Plaintiff does not allege that he was denied medical care; rather, he appears to claim that he did not receive medical attention as quickly as he requested it. A delay in providing medical care may support a claim for relief under certain circumstances, but such a “[d]elay in medical care can only constitute an Eighth Amendment violation if there has been deliberate indifference which results in substantial harm.” McBride v. Deer, 240 F.3d 1287, 1289 (10th Cir. 2001)(quoting Olson v. Stotts, 9 F.3d 1475, 1477 (10th Cir. 1993)). “[A]n inadvertent failure to provide adequate medical care cannot be said to constitute an unnecessary and wanton infliction of pain or to be repugnant to the conscience of mankind.” Estelle, 429 U.S. at 105-06 (internal quotation marks omitted). Instead, “the official must both be aware of facts from which the inference could be drawn that a substantial risk of serious harm exists, and he must also draw the inference.” Farmer v. Brennan, 511 U.S. 825, 837 (1994).

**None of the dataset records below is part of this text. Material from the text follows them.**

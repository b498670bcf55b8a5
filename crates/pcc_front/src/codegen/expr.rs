//! Expression evaluator (`spec.md` §4.3): a standard precedence-climbing
//! recursive descent over `expression -> simple_expr -> term -> factor`,
//! each level emitting its own opcodes directly rather than building a tree
//! first. The `complex-factor` walker (postfix `.field`, `[index]`, `^`)
//! is represented the way the teacher represents capability walks: a small
//! tagged-state enum threaded through recursion, not a `bitflags` bitset
//! (`spec.md` §9; the teacher has no `bitflags` dependency anywhere in its
//! tree, so this crate doesn't invent one either). [`AccessPath`] is that
//! state; `codegen/stmt.rs`'s assignment walker shares it so a load and a
//! store of the same lvalue chain go through identical postfix logic.

use pcc_base::Span;

use crate::analysis::{ExprBase, ExprType};
use crate::emitter::{DataOp, FpOp, IndirectOp, LibCallId, RefOp, SetOp, SimpleOp};
use crate::objectsink::ObjectSink;
use crate::symtab::{ConstValue, PrimType, SymTab, SymbolKind, TypeInfo, VariableInfo};
use crate::token::{ReservedWord, TokenKind};

use super::Context;

/// Where a postfix `.field` / `[index]` / `^` chain off a variable access
/// currently stands (`spec.md` §4.3's complex-factor walker, §9's
/// "flags + tagged recursion" design note). Rather than a flag bit-set
/// consulted only at the end, this tracks *how to finish the access*: the
/// three shapes are mutually exclusive at any point in the walk, and each
/// postfix token moves the walk from one shape to another (never backward).
#[derive(Debug, Clone, Copy)]
pub(super) enum AccessPath {
    /// Nothing but compile-time-known field offsets applied yet: a plain
    /// frame-relative reference at `offset`, `levelDelta` away from the
    /// current generation level (`spec.md` §3.3).
    Direct { offset: i32, decl_level: u16 },
    /// At least one `[index]` applied, no `^` yet: frame-relative base
    /// `offset`, but the runtime index delta (already scaled by element
    /// size and shifted by the index type's `minValue`) is sitting on top
    /// of the data stack, not yet folded into an address (`spec.md` §8
    /// scenario 2).
    Indexed { offset: i32, decl_level: u16 },
    /// At least one `^` applied, directly or after an indexed base was
    /// materialized into a real address: a fully computed runtime address
    /// is already sitting on top of the data stack (`spec.md` §8 scenario 3).
    Address,
}

/// Byte width of the primitive load/store opcode family a type needs
/// (`spec.md` §4.3: "for multi-word primitives the size is prefixed via
/// `emitDataSize` and the multi-word variant of load/store is used").
#[derive(Debug, Clone, Copy)]
enum RefWidth {
    Byte,
    Word,
    Multi(u32),
}

/// Maps a two-operand relop to the compare-to-zero opcode a `strcmp`
/// library call's integer result is tested with (`spec.md` §4.3).
fn compare_to_zero(op: SimpleOp) -> SimpleOp {
    match op {
        SimpleOp::Equ => SimpleOp::Equz,
        SimpleOp::Neq => SimpleOp::Neqz,
        SimpleOp::Lt => SimpleOp::Ltz,
        SimpleOp::Lte => SimpleOp::Ltez,
        SimpleOp::Gt => SimpleOp::Gtz,
        SimpleOp::Gte => SimpleOp::Gtez,
        other => other,
    }
}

Plaintiff has not provided factual allegations that suggest that the delay in returning him to the EDCF for medical review was unreasonable or that he sustained substantial harm as a result of the decision to provide evaluation and treatment at the EDCF. It does not appear that the decision on where to provide treatment was made by either defendant Corby or Dowling; a grievance plaintiff prepared on May 28, 2018, states that after he requested medical care, defendant Corby made a telephone call and then advised plaintiff that he was not to be evaluated at the collision scene or the hospital and that another van would be arriving to return him to the prison (Doc. 1-1, p. 11). Therefore, the claims against defendants Corby and Dowling are subject to dismissal.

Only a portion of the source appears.